►

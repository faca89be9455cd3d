//! Where the current session's user id lives.

use crate::syft::error::StorageError;
use serde::{Deserialize, Serialize};
use std::{
    fs,
    path::{Path, PathBuf},
    sync::RwLock,
};
use tracing::debug;

pub trait SessionStore: Send + Sync {
    /// # Errors
    /// Returns an error if the session cannot be read or holds no user id.
    fn user_id(&self) -> Result<String, StorageError>;
}

/// In-process session, mostly for embedding and tests.
#[derive(Debug, Default)]
pub struct MemoryStore {
    user_id: RwLock<Option<String>>,
}

impl MemoryStore {
    #[must_use]
    pub fn new(user_id: impl Into<String>) -> Self {
        Self {
            user_id: RwLock::new(Some(user_id.into())),
        }
    }

    pub fn set_user_id(&self, user_id: impl Into<String>) {
        let mut guard = self
            .user_id
            .write()
            .unwrap_or_else(std::sync::PoisonError::into_inner);
        *guard = Some(user_id.into());
    }

    pub fn clear(&self) {
        let mut guard = self
            .user_id
            .write()
            .unwrap_or_else(std::sync::PoisonError::into_inner);
        *guard = None;
    }
}

impl SessionStore for MemoryStore {
    fn user_id(&self) -> Result<String, StorageError> {
        self.user_id
            .read()
            .unwrap_or_else(std::sync::PoisonError::into_inner)
            .clone()
            .ok_or(StorageError::MissingUserId)
    }
}

#[derive(Debug, Clone, Default, PartialEq, Eq, Serialize, Deserialize)]
pub struct Session {
    #[serde(default, skip_serializing_if = "Option::is_none")]
    pub user_id: Option<String>,
}

/// Session persisted as a small JSON document.
#[derive(Debug, Clone)]
pub struct FileStore {
    path: PathBuf,
}

impl FileStore {
    #[must_use]
    pub fn new(path: impl Into<PathBuf>) -> Self {
        Self { path: path.into() }
    }

    #[must_use]
    pub fn path(&self) -> &Path {
        &self.path
    }

    /// # Errors
    /// Returns an error if the file is missing, unreadable, or not a session document.
    pub fn load(&self) -> Result<Session, StorageError> {
        let contents = fs::read(&self.path).map_err(|source| StorageError::Io {
            path: self.path.clone(),
            source,
        })?;

        serde_json::from_slice(&contents).map_err(|source| StorageError::Format {
            path: self.path.clone(),
            source,
        })
    }

    /// Write `user_id` as the current session, creating parent directories.
    /// # Errors
    /// Returns an error if the file or its parent directory cannot be written.
    pub fn save(&self, user_id: &str) -> Result<(), StorageError> {
        let io_error = |source| StorageError::Io {
            path: self.path.clone(),
            source,
        };

        if let Some(parent) = self.path.parent().filter(|p| !p.as_os_str().is_empty()) {
            fs::create_dir_all(parent).map_err(io_error)?;
        }

        let session = Session {
            user_id: Some(user_id.to_string()),
        };
        let contents =
            serde_json::to_vec_pretty(&session).map_err(|source| StorageError::Format {
                path: self.path.clone(),
                source,
            })?;

        fs::write(&self.path, contents).map_err(io_error)?;

        debug!("session saved to {}", self.path.display());

        Ok(())
    }
}

impl SessionStore for FileStore {
    fn user_id(&self) -> Result<String, StorageError> {
        self.load()?.user_id.ok_or(StorageError::MissingUserId)
    }
}
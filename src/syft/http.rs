//! JSON-over-HTTP dispatcher for node API calls.

use crate::syft::{
    call::{CallRequest, SigningKey, SyftCall},
    error::CallError,
    APP_USER_AGENT,
};
use async_trait::async_trait;
use base64ct::{Base64, Encoding};
use hmac::{Hmac, Mac};
use reqwest::{header::CONTENT_TYPE, Client, RequestBuilder};
use serde::Serialize;
use serde_json::Value;
use sha2::Sha256;
use tracing::{debug, error, info_span, Instrument};
use ulid::Ulid;
use url::Url;

pub const API_CALL_PATH: &str = "/api/v2/api_call";
pub const SIGNATURE_HEADER: &str = "X-Syft-Signature";
pub const REQUEST_ID_HEADER: &str = "X-Request-Id";

const SYFT_ERROR_FQN: &str = "syft.service.response.SyftError";

type HmacSha256 = Hmac<Sha256>;

#[derive(Serialize)]
struct ApiCall<'a> {
    path: &'a str,
    args: [Value; 0],
    kwargs: Value,
    node_uid: Option<&'a str>,
    blocking: bool,
}

pub struct HttpDispatcher {
    client: Client,
    endpoint: Url,
    node_id: Option<String>,
    signing_key: Option<SigningKey>,
}

impl HttpDispatcher {
    /// # Errors
    /// Returns an error if `base_url` cannot be parsed, uses an unsupported
    /// scheme, or the HTTP client cannot be built.
    pub fn new(base_url: &str) -> Result<Self, CallError> {
        let endpoint = endpoint_url(base_url)?;

        let client = Client::builder().user_agent(APP_USER_AGENT).build()?;

        Ok(Self {
            client,
            endpoint,
            node_id: None,
            signing_key: None,
        })
    }

    /// Node uid used when a request does not name one.
    #[must_use]
    pub fn with_node_id(mut self, node_id: impl Into<String>) -> Self {
        self.node_id = Some(node_id.into());
        self
    }

    /// Key used when a request does not carry one.
    #[must_use]
    pub fn with_signing_key(mut self, signing_key: SigningKey) -> Self {
        self.signing_key = Some(signing_key);
        self
    }

    #[must_use]
    pub const fn endpoint(&self) -> &Url {
        &self.endpoint
    }
}

impl std::fmt::Debug for HttpDispatcher {
    fn fmt(&self, f: &mut std::fmt::Formatter<'_>) -> std::fmt::Result {
        f.debug_struct("HttpDispatcher")
            .field("endpoint", &self.endpoint.as_str())
            .field("node_id", &self.node_id)
            .field("signing_key", &self.signing_key)
            .finish_non_exhaustive()
    }
}

/// Resolve the api call endpoint under `base_url`, keeping any path prefix
/// the node is mounted under.
/// # Errors
/// Returns an error if `base_url` cannot be parsed or is not http(s).
pub fn endpoint_url(base_url: &str) -> Result<Url, CallError> {
    let mut url = Url::parse(base_url)?;

    match url.scheme() {
        "http" | "https" => {}
        scheme => {
            return Err(CallError::Request(format!(
                "Error parsing URL: unsupported scheme {scheme}"
            )))
        }
    }

    let prefix = url.path().trim_end_matches('/').to_string();
    url.set_path(&format!("{prefix}{API_CALL_PATH}"));
    url.set_query(None);
    url.set_fragment(None);

    debug!("endpoint URL: {}", url);

    Ok(url)
}

/// base64 HMAC-SHA256 of `body` keyed with the signing key.
fn sign(signing_key: &SigningKey, body: &[u8]) -> Result<String, CallError> {
    let mut mac = HmacSha256::new_from_slice(signing_key.expose().as_bytes())
        .map_err(|e| CallError::Request(e.to_string()))?;
    mac.update(body);

    Ok(Base64::encode_string(&mac.finalize().into_bytes()))
}

fn error_message(json_response: &Value) -> String {
    json_response
        .get("detail")
        .or_else(|| json_response.get("message"))
        .or_else(|| json_response.get("errors").and_then(|v| v.get(0)))
        .and_then(Value::as_str)
        .unwrap_or_default()
        .to_string()
}

/// Send one api call and map the node's answer to a value or an error.
async fn exchange(builder: RequestBuilder, path: &str) -> Result<Value, CallError> {
    let response = builder.send().await?;

    let status = response.status();
    let bytes = response.bytes().await?;

    if !status.is_success() {
        let message = serde_json::from_slice::<Value>(&bytes).map_or_else(
            |_| String::from_utf8_lossy(&bytes).trim().to_string(),
            |json_response| error_message(&json_response),
        );

        error!("{} failed: {} - {}", path, status, message);

        return Err(CallError::Status {
            status: status.as_u16(),
            message,
        });
    }

    let json_response: Value = serde_json::from_slice(&bytes)?;

    if json_response.get("fqn").and_then(Value::as_str) == Some(SYFT_ERROR_FQN) {
        let message = json_response
            .get("message")
            .and_then(Value::as_str)
            .unwrap_or_default()
            .to_string();

        error!("{} rejected by node: {}", path, message);

        return Err(CallError::Remote(message));
    }

    debug!("{} succeeded", path);

    Ok(json_response)
}

#[async_trait]
impl SyftCall for HttpDispatcher {
    async fn call(&self, request: CallRequest<'_>) -> Result<Value, CallError> {
        let path = request.path;

        let api_call = ApiCall {
            path,
            args: [],
            kwargs: request.payload,
            node_uid: request.node_id.or(self.node_id.as_deref()),
            blocking: true,
        };
        let body =
            serde_json::to_vec(&api_call).map_err(|e| CallError::Request(e.to_string()))?;

        let mut builder = self
            .client
            .post(self.endpoint.clone())
            .header(CONTENT_TYPE, "application/json")
            .header(REQUEST_ID_HEADER, Ulid::new().to_string());

        if let Some(signing_key) = request.signing_key.or(self.signing_key.as_ref()) {
            builder = builder.header(SIGNATURE_HEADER, sign(signing_key, &body)?);
        }

        let span = info_span!(
            "syft.call",
            http.method = "POST",
            path = path,
            url = %self.endpoint
        );

        exchange(builder.body(body), path).instrument(span).await
    }
}
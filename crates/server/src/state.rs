use filemorph_core::{Config, ConversionOrchestrator, Supervisor};
use std::sync::Arc;

/// Supervisor shared by every request.
pub type SharedSupervisor = Arc<dyn Supervisor>;

/// Orchestrator type used by the HTTP adapter.
pub type Orchestrator = ConversionOrchestrator<SharedSupervisor>;

/// Shared application state
pub struct AppState {
    config: Config,
    orchestrator: Orchestrator,
}

impl AppState {
    pub fn new(config: Config, orchestrator: Orchestrator) -> Self {
        Self {
            config,
            orchestrator,
        }
    }

    pub fn config(&self) -> &Config {
        &self.config
    }

    pub fn orchestrator(&self) -> &Orchestrator {
        &self.orchestrator
    }

    /// Largest accepted upload, in bytes.
    pub fn max_upload_bytes(&self) -> usize {
        usize::try_from(self.config.server.max_upload_bytes).unwrap_or(usize::MAX)
    }
}
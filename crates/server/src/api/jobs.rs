//! Job inspection and cancellation.

use axum::{
    extract::{Path, State},
    http::StatusCode,
    Json,
};
use filemorph_core::{JobId, JobState, JobSummary, PoolStatus};
use serde::Serialize;
use std::sync::Arc;

use super::error::ApiError;
use crate::state::AppState;

#[derive(Debug, Serialize)]
pub struct JobsResponse {
    pub jobs: Vec<JobSummary>,
    pub pool: PoolStatus,
}

#[derive(Debug, Serialize)]
pub struct JobStatusResponse {
    pub job_id: JobId,
    pub state: JobState,
}

#[derive(Debug, Serialize)]
pub struct CancelResponse {
    pub job_id: JobId,
    pub message: String,
}

fn parse_job_id(id: &str) -> Result<JobId, ApiError> {
    id.parse()
        .map_err(|_| ApiError::invalid_request(format!("Invalid job id: {}", id)))
}

/// Known jobs, oldest first, with the slot pool's status.
pub async fn list_jobs(State(state): State<Arc<AppState>>) -> Json<JobsResponse> {
    let orchestrator = state.orchestrator();
    Json(JobsResponse {
        jobs: orchestrator.jobs().await,
        pool: orchestrator.pool_status(),
    })
}

pub async fn get_job(
    State(state): State<Arc<AppState>>,
    Path(id): Path<String>,
) -> Result<Json<JobStatusResponse>, ApiError> {
    let job_id = parse_job_id(&id)?;
    let job_state = state.orchestrator().status(job_id).await.ok_or_else(|| {
        ApiError::new(
            StatusCode::NOT_FOUND,
            "job_not_found",
            format!("Job not found: {}", job_id),
        )
    })?;

    Ok(Json(JobStatusResponse {
        job_id,
        state: job_state,
    }))
}

/// Requests cancellation; the job reports `cancelled` once its tool is gone.
pub async fn cancel_job(
    State(state): State<Arc<AppState>>,
    Path(id): Path<String>,
) -> Result<(StatusCode, Json<CancelResponse>), ApiError> {
    let job_id = parse_job_id(&id)?;
    state.orchestrator().cancel(job_id).await?;

    Ok((
        StatusCode::ACCEPTED,
        Json(CancelResponse {
            job_id,
            message: "Cancellation requested".to_string(),
        }),
    ))
}
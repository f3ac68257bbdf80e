//! Conversion orchestration engine.
//!
//! Turns a file in one format into another by running an external tool
//! (ffmpeg, pandoc, xelatex) in an isolated scratch directory, with bounded
//! concurrency, deadlines and cancellation.

pub mod config;
pub mod format;
pub mod metrics;
pub mod orchestrator;
pub mod registry;
pub mod scheduler;
pub mod supervisor;
pub mod testing;
pub mod workspace;

pub use config::{
    load_config, load_config_from_env, load_config_from_str, validate_config, Config, ConfigError,
    SchedulerConfig, ScratchConfig, ServerConfig, SupervisorConfig, ToolsConfig,
};
pub use format::{detect_format, Format, FormatError, FormatFamily};
pub use orchestrator::{
    CallerId, ConversionError, ConversionOrchestrator, ConversionOutput, ConversionRequest,
    ConversionResult, FailureKind,
};
pub use registry::{FormatRegistry, Recipe, RegistryError, ToolKind};
pub use scheduler::{JobHandle, JobId, JobScheduler, JobState, JobSummary, PoolStatus, SchedulerError};
pub use supervisor::{probe_tool, ProcessOutcome, ProcessSupervisor, Supervisor, SupervisorError};
pub use workspace::{SourceData, Workspace, WorkspaceError, WorkspaceManager};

◄

What this task involves
Every line above that includes the word "field" should be listed.

Exercise output
            .field("endpoint", &self.endpoint.as_str())
            .field("node_id", &self.node_id)
            .field("signing_key", &self.signing_key)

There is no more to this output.